Five new tenure-track faculty have joined the School of Computer Science. The assistant professors’ research focuses on some of the fastest growing and most promising computing fields, from cybersecurity to databases.

Joy Arulraj and David Devecsery joined the school this fall semester. Alexandros Daglis and Qirun Zhang arrive in the spring semester. Paul Pearce will start next fall.

“With other recent hires, we now have the largest and strongest collection of young professors in the school’s history, establishing a core to lead the future of computer science not just at Georgia Tech but in the world at large,” said Chair Lance Fortnow.

Meet our newest hires:

Arulraj comes on as the inaugural holder of the Barry Dickman Term Professorship, a two-year appointment. He recently received his Ph.D. from Carnegie Mellon’s School of Computer Science. Arulraj studies data analytics, main memory systems, and machine learning. He is developing new database management systems that leverage the characteristics of emergent hardware technologies to meet the requirements of modern data-intensive applications

Daglis will be arriving from École Polytechnique Fédérale de Lausanne, where he has been studying computer architecture. He is interested in rack-scale computing and network-compute integration to target the most challenging communication-intensive services in datacenter environments.

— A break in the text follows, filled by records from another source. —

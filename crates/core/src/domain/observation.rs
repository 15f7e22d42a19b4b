use crate::domain::entity::{CanonicalKey, ProviderId};
use chrono::{DateTime, Utc};
use serde::{Deserialize, Serialize};
use std::fmt;

/// Provider calls are dispatched per group.
#[derive(Debug, Clone, Copy, PartialEq, Eq, PartialOrd, Ord, Hash, Serialize, Deserialize)]
#[serde(rename_all = "snake_case")]
pub enum FieldGroup {
    Usage,
    Matchup,
    Health,
    GameScript,
    Depth,
    Market,
    Projection,
}

#[derive(Debug, Clone, Copy, PartialEq, Eq, PartialOrd, Ord, Hash, Serialize, Deserialize)]
#[serde(rename_all = "snake_case")]
pub enum Field {
    SnapShare,
    TargetShare,
    RouteParticipation,
    /// Fantasy points the opponent allows to the position, relative to league average.
    MatchupDelta,
    Opponent,
    HealthStatus,
    /// Positive when the entity's team is favored.
    PointSpread,
    GameTotal,
    Pace,
    DepthChartRank,
    StarterAheadOut,
    /// Week number the entity's team is idle.
    ByeWeek,
    OwnershipPct,
    OwnershipTrend,
    ProjectedPoints,
    ProjectedFloor,
    ProjectedCeiling,
    RestOfSeasonPoints,
}

#[derive(Debug, Clone, Copy, PartialEq, Eq)]
pub enum ValueKind {
    Number,
    Flag,
    Health,
    Text,
}

impl Field {
    pub const ALL: [Field; 18] = [
        Field::SnapShare,
        Field::TargetShare,
        Field::RouteParticipation,
        Field::MatchupDelta,
        Field::Opponent,
        Field::HealthStatus,
        Field::PointSpread,
        Field::GameTotal,
        Field::Pace,
        Field::DepthChartRank,
        Field::StarterAheadOut,
        Field::ByeWeek,
        Field::OwnershipPct,
        Field::OwnershipTrend,
        Field::ProjectedPoints,
        Field::ProjectedFloor,
        Field::ProjectedCeiling,
        Field::RestOfSeasonPoints,
    ];

    pub fn parse(name: &str) -> Option<Self> {
        let name = name.trim();
        Self::ALL.into_iter().find(|f| f.as_str() == name)
    }

    pub fn group(self) -> FieldGroup {
        match self {
            Field::SnapShare | Field::TargetShare | Field::RouteParticipation => FieldGroup::Usage,
            Field::MatchupDelta | Field::Opponent => FieldGroup::Matchup,
            Field::HealthStatus => FieldGroup::Health,
            Field::PointSpread | Field::GameTotal | Field::Pace => FieldGroup::GameScript,
            Field::DepthChartRank | Field::StarterAheadOut | Field::ByeWeek => FieldGroup::Depth,
            Field::OwnershipPct | Field::OwnershipTrend => FieldGroup::Market,
            Field::ProjectedPoints
            | Field::ProjectedFloor
            | Field::ProjectedCeiling
            | Field::RestOfSeasonPoints => FieldGroup::Projection,
        }
    }

    pub fn kind(self) -> ValueKind {
        match self {
            Field::HealthStatus => ValueKind::Health,
            Field::Opponent => ValueKind::Text,
            Field::StarterAheadOut => ValueKind::Flag,
            _ => ValueKind::Number,
        }
    }

    pub fn as_str(self) -> &'static str {
        match self {
            Field::SnapShare => "snap_share",
            Field::TargetShare => "target_share",
            Field::RouteParticipation => "route_participation",
            Field::MatchupDelta => "matchup_delta",
            Field::Opponent => "opponent",
            Field::HealthStatus => "health_status",
            Field::PointSpread => "point_spread",
            Field::GameTotal => "game_total",
            Field::Pace => "pace",
            Field::DepthChartRank => "depth_chart_rank",
            Field::StarterAheadOut => "starter_ahead_out",
            Field::ByeWeek => "bye_week",
            Field::OwnershipPct => "ownership_pct",
            Field::OwnershipTrend => "ownership_trend",
            Field::ProjectedPoints => "projected_points",
            Field::ProjectedFloor => "projected_floor",
            Field::ProjectedCeiling => "projected_ceiling",
            Field::RestOfSeasonPoints => "rest_of_season_points",
        }
    }
}

impl fmt::Display for Field {
    fn fmt(&self, f: &mut fmt::Formatter<'_>) -> fmt::Result {
        f.write_str(self.as_str())
    }
}

#[derive(Debug, Clone, Copy, PartialEq, Eq, PartialOrd, Ord, Hash, Serialize, Deserialize)]
#[serde(rename_all = "snake_case")]
pub enum HealthStatus {
    Active,
    Questionable,
    Doubtful,
    Out,
}

impl HealthStatus {
    /// Accepts full words in any case plus the usual injury-report designations.
    pub fn parse(s: &str) -> Option<Self> {
        match s.trim().to_ascii_uppercase().as_str() {
            "ACTIVE" | "HEALTHY" | "A" => Some(Self::Active),
            "QUESTIONABLE" | "Q" | "GTD" => Some(Self::Questionable),
            "DOUBTFUL" | "D" => Some(Self::Doubtful),
            "OUT" | "O" | "IR" | "PUP" | "SUSP" | "SUSPENDED" | "NA" => Some(Self::Out),
            _ => None,
        }
    }
}

/// Untagged for serialization; provider input is decoded per field with [`FieldValue::decode`].
#[derive(Debug, Clone, PartialEq, Serialize, Deserialize)]
#[serde(untagged)]
pub enum FieldValue {
    Number(f64),
    Flag(bool),
    Health(HealthStatus),
    Text(String),
}

impl FieldValue {
    /// Decodes a raw provider value as the kind `field` expects. Numeric strings count as numbers.
    pub fn decode(field: Field, raw: &serde_json::Value) -> Option<Self> {
        use serde_json::Value;
        match (field.kind(), raw) {
            (ValueKind::Number, Value::Number(n)) => n.as_f64().map(Self::Number),
            (ValueKind::Number, Value::String(s)) => s
                .trim()
                .parse::<f64>()
                .ok()
                .filter(|n| n.is_finite())
                .map(Self::Number),
            (ValueKind::Flag, Value::Bool(b)) => Some(Self::Flag(*b)),
            (ValueKind::Health, Value::String(s)) => HealthStatus::parse(s).map(Self::Health),
            (ValueKind::Text, Value::String(s)) if !s.trim().is_empty() => {
                Some(Self::Text(s.trim().to_string()))
            }
            _ => None,
        }
    }

    pub fn kind(&self) -> ValueKind {
        match self {
            Self::Number(_) => ValueKind::Number,
            Self::Flag(_) => ValueKind::Flag,
            Self::Health(_) => ValueKind::Health,
            Self::Text(_) => ValueKind::Text,
        }
    }

    pub fn as_number(&self) -> Option<f64> {
        match self {
            Self::Number(n) if n.is_finite() => Some(*n),
            _ => None,
        }
    }

    pub fn as_flag(&self) -> Option<bool> {
        match self {
            Self::Flag(b) => Some(*b),
            _ => None,
        }
    }

    pub fn as_health(&self) -> Option<HealthStatus> {
        match self {
            Self::Health(h) => Some(*h),
            _ => None,
        }
    }

    pub fn as_text(&self) -> Option<&str> {
        match self {
            Self::Text(s) => Some(s),
            _ => None,
        }
    }
}

/// One immutable, timestamped, sourced data point.
#[derive(Debug, Clone, PartialEq, Serialize, Deserialize)]
pub struct FieldObservation {
    pub seq: u64,
    pub entity: CanonicalKey,
    pub field: Field,
    pub value: FieldValue,
    pub source: ProviderId,
    pub fetched_at: DateTime<Utc>,
}

#[derive(Debug, Clone, Copy, PartialEq, Eq, PartialOrd, Ord, Hash, Serialize, Deserialize)]
#[serde(rename_all = "snake_case")]
pub enum FieldStatus {
    Fresh,
    Stale,
    Missing,
}

/// Best available reading of one field for one entity.
#[derive(Debug, Clone, PartialEq, Serialize, Deserialize)]
#[serde(tag = "status", rename_all = "snake_case")]
pub enum FieldReading {
    Observed {
        observation: FieldObservation,
        stale: bool,
    },
    Missing,
}

impl FieldReading {
    pub fn status(&self) -> FieldStatus {
        match self {
            Self::Observed { stale: false, .. } => FieldStatus::Fresh,
            Self::Observed { stale: true, .. } => FieldStatus::Stale,
            Self::Missing => FieldStatus::Missing,
        }
    }

    pub fn value(&self) -> Option<&FieldValue> {
        match self {
            Self::Observed { observation, .. } => Some(&observation.value),
            Self::Missing => None,
        }
    }
}
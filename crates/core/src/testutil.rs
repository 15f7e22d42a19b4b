use crate::domain::entity::ProviderId;
use crate::domain::observation::FieldGroup;
use crate::ingest::types::ProviderPayload;
use crate::ingest::{ProviderClient, StaticProvider};
use crate::policy::AdvisorConfig;
use chrono::{DateTime, TimeZone, Utc};
use serde_json::{json, Value};
use std::sync::Arc;

pub const ALL_GROUPS: [FieldGroup; 7] = [
    FieldGroup::Usage,
    FieldGroup::Matchup,
    FieldGroup::Health,
    FieldGroup::GameScript,
    FieldGroup::Depth,
    FieldGroup::Market,
    FieldGroup::Projection,
];

pub fn ts(h: u32, m: u32) -> DateTime<Utc> {
    Utc.with_ymd_and_hms(2026, 10, 16, h, m, 0).unwrap()
}

pub fn payload(provider: &str, fetched_at: DateTime<Utc>, items: Value) -> ProviderPayload {
    serde_json::from_value(json!({
        "provider": provider,
        "fetched_at": fetched_at,
        "items": items,
    }))
    .unwrap()
}

pub fn provider(
    id: &str,
    groups: &[FieldGroup],
    fetched_at: DateTime<Utc>,
    items: Value,
) -> Arc<dyn ProviderClient> {
    Arc::new(StaticProvider::new(
        ProviderId::new(id),
        groups.to_vec(),
        payload(id, fetched_at, items),
    ))
}

pub fn config(priority: &[&str]) -> AdvisorConfig {
    AdvisorConfig {
        provider_priority: priority.iter().map(|p| ProviderId::new(*p)).collect(),
        provider_timeout_ms: 500,
        request_deadline_ms: 2_000,
        ..AdvisorConfig::default()
    }
}

/// A complete start/sit item with every required field present.
pub fn start_sit_item(raw_id: &str, name: &str, projected: f64) -> Value {
    json!({
        "raw_id": raw_id,
        "name": name,
        "team": "KC",
        "position": "WR",
        "fields": {
            "snap_share": 0.8,
            "target_share": 0.22,
            "matchup_delta": 0.0,
            "health_status": "active",
            "projected_points": projected
        }
    })
}
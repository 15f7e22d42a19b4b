pub mod entity;
pub mod observation;
pub mod recommendation;
pub mod request;
use serde::{Deserialize, Serialize};
use std::fmt;

/// Provider-independent identity of a decision subject.
#[derive(Debug, Clone, PartialEq, Eq, PartialOrd, Ord, Hash, Serialize, Deserialize)]
#[serde(transparent)]
pub struct CanonicalKey(String);

impl CanonicalKey {
    pub fn new(key: impl Into<String>) -> Self {
        Self(key.into())
    }

    pub fn as_str(&self) -> &str {
        &self.0
    }
}

impl fmt::Display for CanonicalKey {
    fn fmt(&self, f: &mut fmt::Formatter<'_>) -> fmt::Result {
        f.write_str(&self.0)
    }
}

#[derive(Debug, Clone, PartialEq, Eq, PartialOrd, Ord, Hash, Serialize, Deserialize)]
#[serde(transparent)]
pub struct ProviderId(String);

impl ProviderId {
    pub fn new(id: impl Into<String>) -> Self {
        Self(id.into())
    }

    pub fn as_str(&self) -> &str {
        &self.0
    }
}

impl fmt::Display for ProviderId {
    fn fmt(&self, f: &mut fmt::Formatter<'_>) -> fmt::Result {
        f.write_str(&self.0)
    }
}

#[derive(Debug, Clone, Copy, PartialEq, Eq, PartialOrd, Ord, Hash, Serialize, Deserialize)]
#[serde(rename_all = "UPPERCASE")]
pub enum Position {
    Qb,
    Rb,
    Wr,
    Te,
    K,
    Def,
}

impl Position {
    pub fn parse(s: &str) -> Option<Self> {
        match s.trim().to_ascii_uppercase().as_str() {
            "QB" => Some(Self::Qb),
            "RB" => Some(Self::Rb),
            "WR" => Some(Self::Wr),
            "TE" => Some(Self::Te),
            "K" => Some(Self::K),
            "DEF" | "DST" | "D/ST" => Some(Self::Def),
            _ => None,
        }
    }
}

/// A provider-specific identifier for an entity.
#[derive(Debug, Clone, PartialEq, Eq, PartialOrd, Ord, Hash, Serialize, Deserialize)]
pub struct Alias {
    pub provider: ProviderId,
    pub raw_id: String,
}

#[derive(Debug, Clone, PartialEq, Serialize, Deserialize)]
pub struct Entity {
    pub key: CanonicalKey,
    pub display_name: String,
    pub team: Option<String>,
    pub position: Option<Position>,
    /// Append-only.
    pub aliases: Vec<Alias>,
}

impl Entity {
    pub fn placeholder(key: CanonicalKey) -> Self {
        Self {
            display_name: key.to_string(),
            key,
            team: None,
            position: None,
            aliases: Vec::new(),
        }
    }
}
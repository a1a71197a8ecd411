//! Durable keys derived from asset URLs.
//!
//! The website stores image copies under `logo_<base64(url)>` and
//! `news_img_cache_<base64(url)>` (standard alphabet, padded, like `btoa`).

use base64::engine::general_purpose::STANDARD;
use base64::Engine;

pub const LOGO_KEY_PREFIX: &str = "logo_";
pub const NEWS_IMAGE_KEY_PREFIX: &str = "news_img_cache_";

pub fn logo_key(url: &str) -> String {
    format!("{}{}", LOGO_KEY_PREFIX, STANDARD.encode(url))
}

pub fn news_image_key(url: &str) -> String {
    format!("{}{}", NEWS_IMAGE_KEY_PREFIX, STANDARD.encode(url))
}

/// Encode bytes as a `data:` URL.
pub fn data_url(mime: &str, bytes: &[u8]) -> String {
    format!("data:{};base64,{}", mime, STANDARD.encode(bytes))
}

/// Split a `data:<mime>;base64,<payload>` URL back into MIME type and bytes.
pub fn decode_data_url(url: &str) -> Option<(String, Vec<u8>)> {
    let rest = url.strip_prefix("data:")?;
    let (meta, payload) = rest.split_once(',')?;
    let mime = meta.strip_suffix(";base64")?;
    let bytes = STANDARD.decode(payload).ok()?;
    Some((mime.to_string(), bytes))
}

#[cfg(test)]
mod tests {
    use super::*;

    #[test]
    fn test_keys_match_btoa() {
        // btoa("http://localhost:8000/uploads/logo.png")
        assert_eq!(
            logo_key("http://localhost:8000/uploads/logo.png"),
            "logo_aHR0cDovL2xvY2FsaG9zdDo4MDAwL3VwbG9hZHMvbG9nby5wbmc="
        );
        assert_eq!(news_image_key("a"), "news_img_cache_YQ==");
    }

    #[test]
    fn test_data_url_round_trip() {
        let url = data_url("image/png", &[0x89, b'P', b'N', b'G']);
        assert_eq!(url, "data:image/png;base64,iVBORw==");
        let (mime, bytes) = decode_data_url(&url).unwrap();
        assert_eq!(mime, "image/png");
        assert_eq!(bytes, vec![0x89, b'P', b'N', b'G']);
    }

    #[test]
    fn test_decode_rejects_non_base64_data_urls() {
        assert_eq!(decode_data_url("data:text/plain,hello"), None);
        assert_eq!(decode_data_url("https://x/y.png"), None);
    }
}
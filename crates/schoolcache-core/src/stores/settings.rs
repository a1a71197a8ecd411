//! School identity settings.
//!
//! Settings are always available: built-in defaults, overlaid by the durable
//! snapshot under `schoolSettings`, overlaid by the server once a refresh
//! lands. Local overrides (`update_settings`) never reach the network; the
//! next server refresh wins.

use std::sync::Arc;

use tracing::{debug, warn};

use crate::api::{ApiError, SchoolApi};
use crate::cache::{CacheView, Clock, DurableLayout, DurableStore, SwrCache};
use crate::cache::swr::RefreshOutcome;
use crate::events::{CacheEvent, EventBus};
use crate::models::{SchoolSettings, SettingsPatch};

pub const SETTINGS_KEY: &str = "schoolSettings";

/// Plain-string copy of the active logo URL for early paint.
pub const CACHED_LOGO_URL_KEY: &str = "cachedLogoUrl";

fn owns_settings(key: &str) -> bool {
    key == SETTINGS_KEY
}

pub struct SettingsStore<A> {
    api: Arc<A>,
    cache: SwrCache<SchoolSettings>,
    store: Arc<dyn DurableStore>,
    bus: EventBus,
}

impl<A: SchoolApi> SettingsStore<A> {
    pub fn new(
        api: Arc<A>,
        store: Arc<dyn DurableStore>,
        bus: EventBus,
        clock: Arc<dyn Clock>,
    ) -> Self {
        let cache = SwrCache::new(
            "settings",
            DurableLayout::PerKey { owns: owns_settings },
            store.clone(),
        )
        .with_clock(clock)
        .with_notifier(bus.clone(), |_| CacheEvent::SchoolSettingsUpdated);

        Self {
            api,
            cache,
            store,
            bus,
        }
    }

    /// Current settings; never blocks and never empty.
    pub fn settings(&self) -> SchoolSettings {
        self.cache.get(SETTINGS_KEY).value.unwrap_or_default()
    }

    /// Cache state of the settings entry (no defaults filled in).
    pub fn view(&self) -> CacheView<SchoolSettings> {
        self.cache.get(SETTINGS_KEY)
    }

    /// Fetch settings and the active logo, storing them if they changed.
    pub async fn refresh(&self) -> RefreshOutcome {
        let api = &self.api;
        let outcome = self
            .cache
            .refresh(SETTINGS_KEY, async move {
                let mut settings = api.fetch_settings().await?;
                match api.fetch_current_logo().await {
                    Ok(Some(logo)) => {
                        if let Some(url) = logo.url() {
                            settings.logo_url = Some(url.to_string());
                        }
                    }
                    Ok(None) => debug!("No active logo on server"),
                    Err(e) => warn!(error = %e, "Failed to fetch current logo, keeping settings logo"),
                }
                Ok::<_, ApiError>(settings)
            })
            .await;

        if outcome.is_updated() {
            self.sync_logo_url();
        }
        outcome
    }

    /// Merge `patch` locally, persist it and announce the change.
    pub fn update_settings(&self, patch: &SettingsPatch) -> SchoolSettings {
        let mut settings = self.settings();
        patch.apply_to(&mut settings);
        if self.cache.put(SETTINGS_KEY, settings.clone()) {
            self.sync_logo_url();
        }
        settings
    }

    /// Store a record the server just accepted. The server's row does not
    /// carry the active logo, so a missing `logo_url` keeps the current one.
    pub fn replace_settings(&self, mut settings: SchoolSettings) -> SchoolSettings {
        if settings.logo_url.is_none() {
            settings.logo_url = self.settings().logo_url;
        }
        if self.cache.put(SETTINGS_KEY, settings.clone()) {
            self.sync_logo_url();
        }
        settings
    }

    /// Logo URL last announced, readable before settings are parsed.
    pub fn cached_logo_url(&self) -> Option<String> {
        match self.store.get(CACHED_LOGO_URL_KEY) {
            Ok(url) => url.filter(|u| !u.is_empty()),
            Err(e) => {
                warn!(error = %e, "Failed to read cached logo URL");
                None
            }
        }
    }

    pub fn clear(&self) {
        self.cache.clear();
        if let Err(e) = self.store.remove(CACHED_LOGO_URL_KEY) {
            warn!(error = %e, "Failed to remove cached logo URL");
        }
    }

    fn sync_logo_url(&self) {
        let Some(url) = self.settings().logo_url else {
            return;
        };
        if self.cached_logo_url().as_deref() == Some(url.as_str()) {
            return;
        }
        if let Err(e) = self.store.set(CACHED_LOGO_URL_KEY, &url) {
            warn!(error = %e, "Failed to persist logo URL");
        }
        self.bus.publish(CacheEvent::LogoUpdated { url });
    }
}

#[cfg(test)]
mod tests {
    use super::*;
    use crate::cache::{LoadState, MemoryStore, SystemClock};
    use crate::models::LogoInfo;
    use crate::testing::FakeApi;

    fn store_with(api: Arc<FakeApi>, durable: Arc<MemoryStore>, bus: EventBus) -> SettingsStore<FakeApi> {
        SettingsStore::new(api, durable, bus, Arc::new(SystemClock))
    }

    fn named(name: &str) -> SchoolSettings {
        SchoolSettings {
            school_name: name.to_string(),
            ..Default::default()
        }
    }

    #[tokio::test]
    async fn test_defaults_then_server_value() {
        let api = Arc::new(FakeApi::offline());
        let durable = Arc::new(MemoryStore::new());
        let settings = store_with(api.clone(), durable.clone(), EventBus::new());

        assert_eq!(settings.settings().school_name, "SMA Negeri 1 Jakarta");
        assert_eq!(settings.view().state, LoadState::Empty);

        api.settings.set_ok(named("SMK N TEMBARAK"));
        api.logo.set_ok(None);
        assert!(settings.refresh().await.is_updated());

        assert_eq!(settings.settings().school_name, "SMK N TEMBARAK");
        let raw = durable.get(SETTINGS_KEY).unwrap().unwrap();
        assert!(raw.contains("SMK N TEMBARAK"));
    }

    #[tokio::test]
    async fn test_durable_snapshot_beats_defaults() {
        let api = Arc::new(FakeApi::offline());
        let durable = Arc::new(MemoryStore::new());
        api.settings.set_ok(named("SMK N TEMBARAK"));
        api.logo.set_ok(None);
        store_with(api.clone(), durable.clone(), EventBus::new()).refresh().await;

        // New process, backend down
        let api = Arc::new(FakeApi::offline());
        let settings = store_with(api, durable, EventBus::new());
        assert_eq!(settings.settings().school_name, "SMK N TEMBARAK");

        settings.refresh().await;
        let view = settings.view();
        assert_eq!(view.value.unwrap().school_name, "SMK N TEMBARAK");
        assert!(view.error.is_some());
    }

    #[tokio::test]
    async fn test_logo_merged_and_announced() {
        let api = Arc::new(FakeApi::offline());
        let durable = Arc::new(MemoryStore::new());
        let bus = EventBus::new();
        let mut rx = bus.subscribe();
        let settings = store_with(api.clone(), durable.clone(), bus);

        api.settings.set_ok(named("SMK N TEMBARAK"));
        api.logo.set_ok(Some(LogoInfo {
            id: Some(4),
            file_path: Some("/uploads/logos/logo-4.png".into()),
            is_active: true,
        }));
        settings.refresh().await;

        assert_eq!(settings.settings().logo_url.as_deref(), Some("/uploads/logos/logo-4.png"));
        assert_eq!(settings.cached_logo_url().as_deref(), Some("/uploads/logos/logo-4.png"));

        assert_eq!(rx.try_recv().unwrap().event, CacheEvent::SchoolSettingsUpdated);
        assert_eq!(
            rx.try_recv().unwrap().event,
            CacheEvent::LogoUpdated { url: "/uploads/logos/logo-4.png".into() }
        );
        assert!(rx.try_recv().is_err());
    }

    #[tokio::test]
    async fn test_logo_failure_keeps_settings_refresh() {
        let api = Arc::new(FakeApi::offline());
        api.settings.set_ok(named("SMK N TEMBARAK"));
        let settings = store_with(api, Arc::new(MemoryStore::new()), EventBus::new());

        assert!(settings.refresh().await.is_updated());
        assert_eq!(settings.settings().school_name, "SMK N TEMBARAK");
        assert_eq!(settings.settings().logo_url, None);
    }

    #[tokio::test]
    async fn test_update_settings_is_local_until_next_refresh() {
        let api = Arc::new(FakeApi::offline());
        let durable = Arc::new(MemoryStore::new());
        let bus = EventBus::new();
        let mut rx = bus.subscribe();
        let settings = store_with(api.clone(), durable.clone(), bus);

        let patch = SettingsPatch {
            motto: Some("Kerja Keras".into()),
            ..Default::default()
        };
        let updated = settings.update_settings(&patch);
        assert_eq!(updated.motto, "Kerja Keras");
        assert_eq!(settings.settings().motto, "Kerja Keras");
        assert!(durable.get(SETTINGS_KEY).unwrap().unwrap().contains("Kerja Keras"));
        assert_eq!(rx.try_recv().unwrap().event, CacheEvent::SchoolSettingsUpdated);
        assert_eq!(api.settings.calls(), 0);

        // Same patch again changes nothing
        settings.update_settings(&patch);
        assert!(rx.try_recv().is_err());

        api.settings.set_ok(named("SMK N TEMBARAK"));
        api.logo.set_ok(None);
        settings.refresh().await;
        assert_eq!(settings.settings().motto, SchoolSettings::default().motto);
    }

    #[tokio::test]
    async fn test_replace_settings_keeps_known_logo() {
        let api = Arc::new(FakeApi::offline());
        let durable = Arc::new(MemoryStore::new());
        let settings = store_with(api, durable.clone(), EventBus::new());
        settings.update_settings(&SettingsPatch {
            logo_url: Some("/uploads/l.png".into()),
            ..Default::default()
        });

        let stored = settings.replace_settings(named("SMK N TEMBARAK"));
        assert_eq!(stored.logo_url.as_deref(), Some("/uploads/l.png"));
        assert_eq!(settings.settings().school_name, "SMK N TEMBARAK");
        assert!(durable.get(SETTINGS_KEY).unwrap().unwrap().contains("SMK N TEMBARAK"));
    }

    #[tokio::test]
    async fn test_clear_forgets_snapshot() {
        let api = Arc::new(FakeApi::offline());
        let durable = Arc::new(MemoryStore::new());
        let settings = store_with(api, durable.clone(), EventBus::new());
        settings.update_settings(&SettingsPatch {
            logo_url: Some("/uploads/l.png".into()),
            ..Default::default()
        });
        assert!(durable.get(CACHED_LOGO_URL_KEY).unwrap().is_some());

        settings.clear();
        assert!(durable.is_empty());
        assert_eq!(settings.settings(), SchoolSettings::default());
    }
}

Devecsery joins us from University of Michigan, where he earned his Ph.D. in computer science engineering last October. His research focuses on software systems and program analysis with the goal of creating systems and tools that enable efficient monitoring and understanding of complex system behavior.

Pearce is a computer security Ph.D. student at University of California, Berkeley. His emphasis is network security and measurement on politically and economically motivated attacks, such as censorship, cybercrime, and advanced persistent threats. He has built Internet-scale measurement platforms and designed new empirical methods aimed at discovering complex and unseen adversarial behavior.

Zhang will be coming from the Department of Computer Science at University of California, Davis, where he is a postdoctoral fellow. He graduated from the Chinese University of Hong Kong in 2013 with a Ph.D. in computer science and engineering. Programming languages and software engineering are his research areas, with a particular interest in improving software reliability and security.